[Items listed in a dataset]
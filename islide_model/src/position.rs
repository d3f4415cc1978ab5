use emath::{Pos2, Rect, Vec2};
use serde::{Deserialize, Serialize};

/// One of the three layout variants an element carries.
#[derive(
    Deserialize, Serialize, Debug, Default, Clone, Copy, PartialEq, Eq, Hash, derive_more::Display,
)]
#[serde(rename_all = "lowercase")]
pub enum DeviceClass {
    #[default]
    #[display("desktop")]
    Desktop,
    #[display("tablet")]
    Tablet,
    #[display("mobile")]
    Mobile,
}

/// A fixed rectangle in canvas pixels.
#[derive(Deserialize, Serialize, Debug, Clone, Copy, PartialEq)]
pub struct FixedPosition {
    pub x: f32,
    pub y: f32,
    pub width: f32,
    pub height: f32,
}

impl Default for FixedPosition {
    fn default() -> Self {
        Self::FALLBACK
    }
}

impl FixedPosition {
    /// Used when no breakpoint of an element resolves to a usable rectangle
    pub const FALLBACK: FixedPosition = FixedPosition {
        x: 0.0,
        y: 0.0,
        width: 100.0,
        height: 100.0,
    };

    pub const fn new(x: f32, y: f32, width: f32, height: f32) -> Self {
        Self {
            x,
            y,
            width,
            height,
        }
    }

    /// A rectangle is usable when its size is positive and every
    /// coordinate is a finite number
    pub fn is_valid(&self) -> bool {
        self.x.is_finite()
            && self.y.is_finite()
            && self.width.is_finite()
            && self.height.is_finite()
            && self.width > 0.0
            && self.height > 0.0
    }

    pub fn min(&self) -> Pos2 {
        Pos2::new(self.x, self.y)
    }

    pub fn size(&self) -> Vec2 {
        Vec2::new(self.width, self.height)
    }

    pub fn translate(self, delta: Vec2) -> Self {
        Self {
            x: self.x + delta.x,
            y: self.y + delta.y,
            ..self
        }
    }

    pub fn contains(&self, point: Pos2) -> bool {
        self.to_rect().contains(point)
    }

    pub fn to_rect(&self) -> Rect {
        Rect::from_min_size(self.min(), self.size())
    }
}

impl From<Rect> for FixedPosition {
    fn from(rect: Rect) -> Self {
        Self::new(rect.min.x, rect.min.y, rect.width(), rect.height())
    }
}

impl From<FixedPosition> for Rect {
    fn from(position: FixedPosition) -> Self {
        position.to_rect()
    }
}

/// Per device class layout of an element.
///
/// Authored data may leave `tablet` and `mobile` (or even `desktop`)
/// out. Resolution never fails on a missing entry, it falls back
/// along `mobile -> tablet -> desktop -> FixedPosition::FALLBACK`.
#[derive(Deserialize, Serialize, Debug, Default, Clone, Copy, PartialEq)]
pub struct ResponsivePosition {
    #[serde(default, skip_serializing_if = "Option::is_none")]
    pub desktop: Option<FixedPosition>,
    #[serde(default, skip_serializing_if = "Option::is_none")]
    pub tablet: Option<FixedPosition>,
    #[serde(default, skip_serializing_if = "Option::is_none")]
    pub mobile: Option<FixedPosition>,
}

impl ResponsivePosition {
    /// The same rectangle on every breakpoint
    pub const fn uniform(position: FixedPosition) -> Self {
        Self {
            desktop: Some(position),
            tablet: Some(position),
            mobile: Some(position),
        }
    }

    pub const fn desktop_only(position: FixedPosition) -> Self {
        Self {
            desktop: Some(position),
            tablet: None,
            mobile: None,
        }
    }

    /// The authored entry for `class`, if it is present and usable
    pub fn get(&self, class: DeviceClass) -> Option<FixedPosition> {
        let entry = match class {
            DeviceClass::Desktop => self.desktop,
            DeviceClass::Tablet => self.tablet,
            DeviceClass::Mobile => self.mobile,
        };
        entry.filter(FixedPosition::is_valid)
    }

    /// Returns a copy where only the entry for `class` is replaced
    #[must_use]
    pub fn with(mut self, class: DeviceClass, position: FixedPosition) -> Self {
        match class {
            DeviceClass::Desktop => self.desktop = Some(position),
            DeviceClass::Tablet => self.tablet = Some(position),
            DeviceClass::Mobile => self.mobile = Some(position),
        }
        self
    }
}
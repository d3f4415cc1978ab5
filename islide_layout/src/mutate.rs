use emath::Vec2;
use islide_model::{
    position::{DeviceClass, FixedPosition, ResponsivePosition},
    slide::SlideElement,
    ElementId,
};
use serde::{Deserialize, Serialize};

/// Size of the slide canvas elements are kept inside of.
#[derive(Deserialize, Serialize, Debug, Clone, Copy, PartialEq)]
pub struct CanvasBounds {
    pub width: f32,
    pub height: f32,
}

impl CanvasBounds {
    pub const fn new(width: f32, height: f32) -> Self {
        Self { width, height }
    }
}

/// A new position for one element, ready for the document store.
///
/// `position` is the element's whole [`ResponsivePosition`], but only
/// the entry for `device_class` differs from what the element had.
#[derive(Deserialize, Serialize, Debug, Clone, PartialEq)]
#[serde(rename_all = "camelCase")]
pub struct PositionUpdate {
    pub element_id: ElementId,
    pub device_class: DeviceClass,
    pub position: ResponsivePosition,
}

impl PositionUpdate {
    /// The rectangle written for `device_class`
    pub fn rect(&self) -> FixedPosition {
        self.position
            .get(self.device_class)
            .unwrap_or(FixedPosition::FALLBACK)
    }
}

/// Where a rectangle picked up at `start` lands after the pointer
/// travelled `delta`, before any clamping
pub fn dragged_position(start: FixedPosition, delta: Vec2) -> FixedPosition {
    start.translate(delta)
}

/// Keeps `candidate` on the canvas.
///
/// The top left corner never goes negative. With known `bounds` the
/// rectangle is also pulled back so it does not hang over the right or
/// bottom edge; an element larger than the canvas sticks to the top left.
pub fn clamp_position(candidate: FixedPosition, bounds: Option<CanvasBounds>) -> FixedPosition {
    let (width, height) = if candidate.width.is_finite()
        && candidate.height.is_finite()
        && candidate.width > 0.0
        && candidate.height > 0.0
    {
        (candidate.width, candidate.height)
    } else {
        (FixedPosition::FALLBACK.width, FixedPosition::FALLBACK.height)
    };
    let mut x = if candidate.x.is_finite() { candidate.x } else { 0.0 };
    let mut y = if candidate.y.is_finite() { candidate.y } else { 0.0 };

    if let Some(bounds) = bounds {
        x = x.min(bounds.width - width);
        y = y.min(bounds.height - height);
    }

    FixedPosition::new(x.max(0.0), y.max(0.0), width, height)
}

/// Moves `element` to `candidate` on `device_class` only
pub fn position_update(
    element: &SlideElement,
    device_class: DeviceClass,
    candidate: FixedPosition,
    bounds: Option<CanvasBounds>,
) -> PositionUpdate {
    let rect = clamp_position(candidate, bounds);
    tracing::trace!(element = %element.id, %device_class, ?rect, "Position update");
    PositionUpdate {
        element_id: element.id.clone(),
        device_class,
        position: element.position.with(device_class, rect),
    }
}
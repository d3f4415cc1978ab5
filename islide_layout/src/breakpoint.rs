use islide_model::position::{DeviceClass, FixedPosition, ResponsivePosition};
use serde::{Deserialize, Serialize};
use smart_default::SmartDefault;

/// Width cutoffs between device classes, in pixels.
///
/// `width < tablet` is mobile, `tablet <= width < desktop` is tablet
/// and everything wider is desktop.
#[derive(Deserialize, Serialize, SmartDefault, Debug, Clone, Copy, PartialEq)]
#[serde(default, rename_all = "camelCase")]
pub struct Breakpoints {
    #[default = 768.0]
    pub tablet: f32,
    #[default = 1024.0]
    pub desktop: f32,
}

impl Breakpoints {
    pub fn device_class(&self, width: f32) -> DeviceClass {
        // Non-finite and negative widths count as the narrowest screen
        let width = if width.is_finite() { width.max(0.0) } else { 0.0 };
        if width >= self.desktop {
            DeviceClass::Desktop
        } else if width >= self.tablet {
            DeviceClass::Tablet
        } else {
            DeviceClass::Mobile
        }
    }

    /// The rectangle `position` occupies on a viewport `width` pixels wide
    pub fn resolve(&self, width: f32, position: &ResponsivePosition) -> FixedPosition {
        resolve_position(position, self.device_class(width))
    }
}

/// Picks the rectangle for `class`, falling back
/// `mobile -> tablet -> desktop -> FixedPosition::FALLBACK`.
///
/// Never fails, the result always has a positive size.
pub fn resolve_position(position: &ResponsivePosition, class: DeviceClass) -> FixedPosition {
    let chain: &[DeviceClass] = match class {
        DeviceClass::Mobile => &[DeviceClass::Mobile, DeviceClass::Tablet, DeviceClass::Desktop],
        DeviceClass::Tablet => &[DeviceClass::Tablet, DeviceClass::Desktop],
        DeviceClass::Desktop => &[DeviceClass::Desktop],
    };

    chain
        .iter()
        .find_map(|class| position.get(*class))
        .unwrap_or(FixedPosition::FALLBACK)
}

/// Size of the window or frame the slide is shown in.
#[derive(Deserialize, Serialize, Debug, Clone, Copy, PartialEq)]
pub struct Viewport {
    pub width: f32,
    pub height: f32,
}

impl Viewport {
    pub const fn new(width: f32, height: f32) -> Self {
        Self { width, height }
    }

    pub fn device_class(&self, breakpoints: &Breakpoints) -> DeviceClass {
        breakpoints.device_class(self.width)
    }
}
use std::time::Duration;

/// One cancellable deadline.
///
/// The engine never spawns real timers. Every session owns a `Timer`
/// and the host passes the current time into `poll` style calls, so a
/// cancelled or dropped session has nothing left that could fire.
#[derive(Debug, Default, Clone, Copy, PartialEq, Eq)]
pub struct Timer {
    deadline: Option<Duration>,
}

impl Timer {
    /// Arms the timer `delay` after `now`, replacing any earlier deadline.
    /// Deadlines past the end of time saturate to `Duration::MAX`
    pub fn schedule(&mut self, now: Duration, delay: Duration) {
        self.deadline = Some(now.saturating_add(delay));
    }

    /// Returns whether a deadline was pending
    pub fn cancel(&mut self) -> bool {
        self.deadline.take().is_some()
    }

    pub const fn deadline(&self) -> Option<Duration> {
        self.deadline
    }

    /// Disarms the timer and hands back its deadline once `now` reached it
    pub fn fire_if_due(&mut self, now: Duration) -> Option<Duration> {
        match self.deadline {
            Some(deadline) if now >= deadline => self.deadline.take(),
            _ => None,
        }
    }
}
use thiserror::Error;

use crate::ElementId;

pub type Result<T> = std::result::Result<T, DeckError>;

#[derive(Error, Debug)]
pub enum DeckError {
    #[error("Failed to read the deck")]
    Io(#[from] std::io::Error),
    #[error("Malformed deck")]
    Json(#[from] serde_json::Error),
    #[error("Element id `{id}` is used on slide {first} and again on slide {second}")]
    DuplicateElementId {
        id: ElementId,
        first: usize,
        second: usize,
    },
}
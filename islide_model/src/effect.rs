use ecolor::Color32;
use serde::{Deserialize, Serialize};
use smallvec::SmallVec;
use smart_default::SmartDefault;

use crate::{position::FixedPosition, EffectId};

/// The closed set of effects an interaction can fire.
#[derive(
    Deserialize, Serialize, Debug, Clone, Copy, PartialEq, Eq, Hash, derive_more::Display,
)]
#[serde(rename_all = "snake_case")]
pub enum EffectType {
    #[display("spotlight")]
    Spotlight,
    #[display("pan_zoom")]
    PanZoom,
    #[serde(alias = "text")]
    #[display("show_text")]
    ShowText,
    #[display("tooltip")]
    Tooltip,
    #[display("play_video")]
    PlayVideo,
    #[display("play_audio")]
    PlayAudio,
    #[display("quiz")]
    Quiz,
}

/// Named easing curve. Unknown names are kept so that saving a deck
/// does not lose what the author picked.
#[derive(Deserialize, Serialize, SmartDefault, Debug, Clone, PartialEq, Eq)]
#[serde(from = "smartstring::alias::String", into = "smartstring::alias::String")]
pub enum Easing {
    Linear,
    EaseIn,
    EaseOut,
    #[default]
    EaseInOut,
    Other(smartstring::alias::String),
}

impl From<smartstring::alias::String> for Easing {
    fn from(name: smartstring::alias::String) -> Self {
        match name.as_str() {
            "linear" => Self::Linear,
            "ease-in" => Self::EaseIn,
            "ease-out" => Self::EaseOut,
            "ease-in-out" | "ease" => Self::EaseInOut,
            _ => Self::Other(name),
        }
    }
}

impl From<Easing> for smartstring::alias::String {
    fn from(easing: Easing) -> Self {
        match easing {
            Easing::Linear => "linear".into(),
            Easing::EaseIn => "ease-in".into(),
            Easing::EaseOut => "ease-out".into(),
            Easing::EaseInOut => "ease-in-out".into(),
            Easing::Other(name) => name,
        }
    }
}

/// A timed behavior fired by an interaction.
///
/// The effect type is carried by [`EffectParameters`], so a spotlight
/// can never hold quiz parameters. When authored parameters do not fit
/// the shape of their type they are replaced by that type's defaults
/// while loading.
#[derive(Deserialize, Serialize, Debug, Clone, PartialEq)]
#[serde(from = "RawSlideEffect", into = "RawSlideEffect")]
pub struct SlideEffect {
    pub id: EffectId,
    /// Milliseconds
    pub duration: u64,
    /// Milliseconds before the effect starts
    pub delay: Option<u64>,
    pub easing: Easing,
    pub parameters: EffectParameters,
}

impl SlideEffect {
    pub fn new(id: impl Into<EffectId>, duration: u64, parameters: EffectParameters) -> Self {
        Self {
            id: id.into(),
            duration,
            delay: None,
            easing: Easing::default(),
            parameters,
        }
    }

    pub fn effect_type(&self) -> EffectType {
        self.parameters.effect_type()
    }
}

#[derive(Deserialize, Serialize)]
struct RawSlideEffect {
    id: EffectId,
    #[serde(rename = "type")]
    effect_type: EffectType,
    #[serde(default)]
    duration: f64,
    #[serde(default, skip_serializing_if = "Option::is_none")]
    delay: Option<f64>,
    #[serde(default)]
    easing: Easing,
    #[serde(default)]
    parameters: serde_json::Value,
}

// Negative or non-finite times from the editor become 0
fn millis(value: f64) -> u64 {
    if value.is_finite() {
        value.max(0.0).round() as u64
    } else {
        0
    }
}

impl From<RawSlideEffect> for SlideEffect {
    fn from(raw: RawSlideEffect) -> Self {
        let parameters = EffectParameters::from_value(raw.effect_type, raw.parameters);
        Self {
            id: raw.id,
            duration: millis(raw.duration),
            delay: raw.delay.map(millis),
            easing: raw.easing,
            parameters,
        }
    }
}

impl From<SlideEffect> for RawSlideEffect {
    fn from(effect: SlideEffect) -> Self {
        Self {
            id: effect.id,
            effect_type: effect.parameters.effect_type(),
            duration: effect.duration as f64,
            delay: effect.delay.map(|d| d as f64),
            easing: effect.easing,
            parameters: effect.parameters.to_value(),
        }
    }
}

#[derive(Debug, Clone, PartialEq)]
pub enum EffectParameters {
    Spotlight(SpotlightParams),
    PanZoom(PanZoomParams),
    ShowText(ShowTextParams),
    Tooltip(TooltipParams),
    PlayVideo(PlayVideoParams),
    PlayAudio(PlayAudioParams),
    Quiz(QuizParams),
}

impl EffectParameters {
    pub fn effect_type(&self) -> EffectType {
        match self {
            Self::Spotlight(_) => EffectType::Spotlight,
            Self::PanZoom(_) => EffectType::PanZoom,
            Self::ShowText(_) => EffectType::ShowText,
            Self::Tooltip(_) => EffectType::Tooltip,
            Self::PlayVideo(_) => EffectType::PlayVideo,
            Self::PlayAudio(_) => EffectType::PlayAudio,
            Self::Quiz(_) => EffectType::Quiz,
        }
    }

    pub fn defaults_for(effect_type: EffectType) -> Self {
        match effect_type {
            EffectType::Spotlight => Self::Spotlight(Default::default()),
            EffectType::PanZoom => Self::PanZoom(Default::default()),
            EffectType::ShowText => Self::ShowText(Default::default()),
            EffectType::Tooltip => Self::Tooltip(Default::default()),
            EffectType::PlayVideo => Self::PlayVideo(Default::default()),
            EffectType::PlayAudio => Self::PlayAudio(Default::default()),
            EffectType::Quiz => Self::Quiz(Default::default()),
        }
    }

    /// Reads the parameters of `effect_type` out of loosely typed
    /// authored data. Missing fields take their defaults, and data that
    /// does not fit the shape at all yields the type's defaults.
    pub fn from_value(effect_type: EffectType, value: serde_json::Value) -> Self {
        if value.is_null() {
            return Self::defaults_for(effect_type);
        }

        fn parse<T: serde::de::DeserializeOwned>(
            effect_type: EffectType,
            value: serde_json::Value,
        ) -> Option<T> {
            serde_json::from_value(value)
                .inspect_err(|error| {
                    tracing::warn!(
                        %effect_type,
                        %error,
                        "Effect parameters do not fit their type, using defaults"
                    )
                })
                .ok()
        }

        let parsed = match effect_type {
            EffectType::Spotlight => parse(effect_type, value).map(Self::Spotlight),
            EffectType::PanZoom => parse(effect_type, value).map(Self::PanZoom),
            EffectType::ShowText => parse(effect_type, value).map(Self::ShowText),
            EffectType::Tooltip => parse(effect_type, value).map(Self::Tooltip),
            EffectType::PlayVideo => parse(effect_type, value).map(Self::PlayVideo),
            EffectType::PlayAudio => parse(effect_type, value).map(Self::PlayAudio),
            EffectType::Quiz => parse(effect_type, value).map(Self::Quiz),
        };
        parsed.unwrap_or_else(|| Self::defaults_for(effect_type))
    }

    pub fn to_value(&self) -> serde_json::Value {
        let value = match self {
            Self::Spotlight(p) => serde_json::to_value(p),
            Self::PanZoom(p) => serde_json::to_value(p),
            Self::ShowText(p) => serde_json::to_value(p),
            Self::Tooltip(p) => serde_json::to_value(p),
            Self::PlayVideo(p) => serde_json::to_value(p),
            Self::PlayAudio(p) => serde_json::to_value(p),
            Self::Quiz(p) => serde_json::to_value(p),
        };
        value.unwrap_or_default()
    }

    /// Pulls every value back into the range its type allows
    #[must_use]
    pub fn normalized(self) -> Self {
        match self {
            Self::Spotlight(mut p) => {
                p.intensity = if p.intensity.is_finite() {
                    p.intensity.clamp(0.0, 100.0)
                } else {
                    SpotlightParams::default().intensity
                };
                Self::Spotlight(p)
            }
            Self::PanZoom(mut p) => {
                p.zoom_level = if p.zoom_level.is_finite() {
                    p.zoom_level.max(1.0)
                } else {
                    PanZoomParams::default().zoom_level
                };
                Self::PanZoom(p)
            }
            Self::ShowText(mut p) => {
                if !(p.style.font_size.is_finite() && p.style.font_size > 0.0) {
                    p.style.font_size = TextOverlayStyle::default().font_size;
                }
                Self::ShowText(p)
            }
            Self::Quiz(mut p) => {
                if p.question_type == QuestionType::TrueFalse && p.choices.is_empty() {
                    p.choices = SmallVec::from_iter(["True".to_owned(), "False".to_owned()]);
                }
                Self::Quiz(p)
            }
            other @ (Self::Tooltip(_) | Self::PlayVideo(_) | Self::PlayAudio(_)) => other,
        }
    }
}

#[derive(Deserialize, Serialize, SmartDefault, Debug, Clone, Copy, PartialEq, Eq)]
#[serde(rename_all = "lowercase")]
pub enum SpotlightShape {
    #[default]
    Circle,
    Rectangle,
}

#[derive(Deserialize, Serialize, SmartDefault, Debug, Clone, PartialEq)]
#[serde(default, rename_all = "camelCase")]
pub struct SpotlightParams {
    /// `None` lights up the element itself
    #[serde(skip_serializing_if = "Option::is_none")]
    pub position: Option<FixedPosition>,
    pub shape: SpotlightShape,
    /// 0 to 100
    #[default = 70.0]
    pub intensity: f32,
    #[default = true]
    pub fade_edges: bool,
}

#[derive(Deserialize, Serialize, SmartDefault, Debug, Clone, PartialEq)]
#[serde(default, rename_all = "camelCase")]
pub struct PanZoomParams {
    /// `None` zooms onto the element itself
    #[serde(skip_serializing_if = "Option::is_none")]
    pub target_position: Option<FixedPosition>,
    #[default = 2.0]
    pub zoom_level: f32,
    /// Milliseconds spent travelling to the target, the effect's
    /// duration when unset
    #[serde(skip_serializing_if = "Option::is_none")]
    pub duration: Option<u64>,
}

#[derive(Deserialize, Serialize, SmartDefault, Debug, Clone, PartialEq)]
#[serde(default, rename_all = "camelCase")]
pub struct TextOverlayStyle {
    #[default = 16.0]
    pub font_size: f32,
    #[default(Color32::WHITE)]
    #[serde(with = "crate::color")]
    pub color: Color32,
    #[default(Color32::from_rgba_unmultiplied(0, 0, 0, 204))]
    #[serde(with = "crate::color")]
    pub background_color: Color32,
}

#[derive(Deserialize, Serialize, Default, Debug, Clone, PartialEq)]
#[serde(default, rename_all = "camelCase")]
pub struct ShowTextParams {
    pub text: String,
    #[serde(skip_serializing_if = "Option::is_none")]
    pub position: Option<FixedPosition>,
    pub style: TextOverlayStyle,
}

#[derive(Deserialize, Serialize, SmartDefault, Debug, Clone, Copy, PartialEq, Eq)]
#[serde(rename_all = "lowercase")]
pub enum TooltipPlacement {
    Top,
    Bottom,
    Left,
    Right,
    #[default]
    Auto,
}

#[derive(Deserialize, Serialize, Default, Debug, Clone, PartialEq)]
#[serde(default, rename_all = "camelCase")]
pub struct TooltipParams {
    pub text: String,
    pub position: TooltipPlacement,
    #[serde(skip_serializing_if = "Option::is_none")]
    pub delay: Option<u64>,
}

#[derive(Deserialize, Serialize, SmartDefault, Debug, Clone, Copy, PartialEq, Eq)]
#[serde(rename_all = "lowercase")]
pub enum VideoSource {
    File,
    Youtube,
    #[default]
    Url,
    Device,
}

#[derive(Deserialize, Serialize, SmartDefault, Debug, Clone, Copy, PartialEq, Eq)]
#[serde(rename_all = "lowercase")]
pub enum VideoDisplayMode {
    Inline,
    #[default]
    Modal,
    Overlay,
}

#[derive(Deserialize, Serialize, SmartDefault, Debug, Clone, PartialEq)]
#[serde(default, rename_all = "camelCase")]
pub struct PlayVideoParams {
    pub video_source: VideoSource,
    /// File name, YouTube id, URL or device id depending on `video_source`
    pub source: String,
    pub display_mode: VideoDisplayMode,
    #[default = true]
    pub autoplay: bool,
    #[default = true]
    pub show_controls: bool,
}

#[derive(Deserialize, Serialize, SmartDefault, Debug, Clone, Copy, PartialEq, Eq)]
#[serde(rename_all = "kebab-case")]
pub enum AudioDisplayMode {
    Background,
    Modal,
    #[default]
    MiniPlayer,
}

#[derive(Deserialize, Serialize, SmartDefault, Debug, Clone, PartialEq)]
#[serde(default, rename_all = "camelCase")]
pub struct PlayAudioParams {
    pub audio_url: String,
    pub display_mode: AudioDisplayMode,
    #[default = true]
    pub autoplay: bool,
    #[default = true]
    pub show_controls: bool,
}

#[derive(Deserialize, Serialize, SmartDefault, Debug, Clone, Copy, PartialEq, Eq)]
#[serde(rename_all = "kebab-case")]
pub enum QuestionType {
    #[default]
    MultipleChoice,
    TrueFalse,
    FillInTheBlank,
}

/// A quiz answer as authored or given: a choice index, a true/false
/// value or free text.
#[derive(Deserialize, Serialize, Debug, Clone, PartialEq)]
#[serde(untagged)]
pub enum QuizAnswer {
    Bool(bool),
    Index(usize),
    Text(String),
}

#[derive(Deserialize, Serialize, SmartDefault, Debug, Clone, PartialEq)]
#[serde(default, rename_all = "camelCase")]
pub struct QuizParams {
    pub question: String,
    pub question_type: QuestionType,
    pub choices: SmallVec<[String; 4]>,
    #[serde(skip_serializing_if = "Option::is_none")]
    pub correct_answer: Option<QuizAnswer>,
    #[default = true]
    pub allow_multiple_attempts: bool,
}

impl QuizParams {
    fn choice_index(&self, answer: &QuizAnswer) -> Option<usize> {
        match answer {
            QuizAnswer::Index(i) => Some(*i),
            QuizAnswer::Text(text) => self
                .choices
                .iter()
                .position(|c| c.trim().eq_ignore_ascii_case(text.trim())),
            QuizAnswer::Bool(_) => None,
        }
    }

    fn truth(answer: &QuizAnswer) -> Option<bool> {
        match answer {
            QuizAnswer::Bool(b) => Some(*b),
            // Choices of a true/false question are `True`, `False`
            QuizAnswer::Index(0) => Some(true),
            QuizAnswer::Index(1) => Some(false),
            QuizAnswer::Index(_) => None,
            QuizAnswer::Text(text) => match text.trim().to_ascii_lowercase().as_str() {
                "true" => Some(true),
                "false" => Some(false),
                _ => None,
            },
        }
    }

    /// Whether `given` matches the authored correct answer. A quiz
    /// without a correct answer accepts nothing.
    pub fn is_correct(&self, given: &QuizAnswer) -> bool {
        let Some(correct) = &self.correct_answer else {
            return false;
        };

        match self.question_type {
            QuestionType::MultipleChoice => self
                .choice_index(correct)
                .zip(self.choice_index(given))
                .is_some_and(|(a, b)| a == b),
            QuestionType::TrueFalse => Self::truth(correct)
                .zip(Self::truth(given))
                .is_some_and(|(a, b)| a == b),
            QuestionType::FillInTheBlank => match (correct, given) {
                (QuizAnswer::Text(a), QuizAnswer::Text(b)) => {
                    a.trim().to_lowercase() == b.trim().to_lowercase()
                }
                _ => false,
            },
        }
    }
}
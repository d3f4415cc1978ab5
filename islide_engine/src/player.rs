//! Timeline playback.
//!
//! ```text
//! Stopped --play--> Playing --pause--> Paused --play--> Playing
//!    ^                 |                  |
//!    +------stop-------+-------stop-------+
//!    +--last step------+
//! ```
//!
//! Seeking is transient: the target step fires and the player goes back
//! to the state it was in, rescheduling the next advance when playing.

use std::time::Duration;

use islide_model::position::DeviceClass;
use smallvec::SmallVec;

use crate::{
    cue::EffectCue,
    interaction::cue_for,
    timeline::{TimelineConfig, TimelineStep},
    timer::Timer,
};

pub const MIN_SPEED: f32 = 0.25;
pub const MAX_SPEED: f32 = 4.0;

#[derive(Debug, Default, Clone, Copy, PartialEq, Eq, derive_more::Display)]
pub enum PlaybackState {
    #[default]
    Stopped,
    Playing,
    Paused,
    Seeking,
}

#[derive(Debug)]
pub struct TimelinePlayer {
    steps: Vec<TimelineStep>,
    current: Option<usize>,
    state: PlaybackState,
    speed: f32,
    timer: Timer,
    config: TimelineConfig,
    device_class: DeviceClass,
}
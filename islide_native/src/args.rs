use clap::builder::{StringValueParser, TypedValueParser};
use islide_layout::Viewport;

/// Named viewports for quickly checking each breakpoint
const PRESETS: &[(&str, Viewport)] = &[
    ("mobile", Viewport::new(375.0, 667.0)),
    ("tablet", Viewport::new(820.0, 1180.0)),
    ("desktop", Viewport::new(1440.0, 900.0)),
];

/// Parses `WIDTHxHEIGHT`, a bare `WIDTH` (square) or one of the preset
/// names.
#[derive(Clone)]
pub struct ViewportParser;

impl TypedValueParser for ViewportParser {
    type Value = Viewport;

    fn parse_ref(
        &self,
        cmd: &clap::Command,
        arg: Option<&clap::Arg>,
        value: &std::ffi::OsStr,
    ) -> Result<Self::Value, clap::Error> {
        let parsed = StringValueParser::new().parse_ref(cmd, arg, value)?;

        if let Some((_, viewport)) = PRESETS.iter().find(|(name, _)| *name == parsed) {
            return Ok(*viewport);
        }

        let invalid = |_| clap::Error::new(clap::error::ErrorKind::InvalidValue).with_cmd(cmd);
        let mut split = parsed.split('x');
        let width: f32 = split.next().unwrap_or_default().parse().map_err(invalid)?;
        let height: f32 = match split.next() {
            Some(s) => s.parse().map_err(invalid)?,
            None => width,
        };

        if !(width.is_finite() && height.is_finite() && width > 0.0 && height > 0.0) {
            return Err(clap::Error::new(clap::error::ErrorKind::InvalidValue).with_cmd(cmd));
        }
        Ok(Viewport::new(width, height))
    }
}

What is being asked: Look through the entries above and list every line containing "TrueFalse".

The answer:
                if p.question_type == QuestionType::TrueFalse && p.choices.is_empty() {
    TrueFalse,
            QuestionType::TrueFalse => Self::truth(correct)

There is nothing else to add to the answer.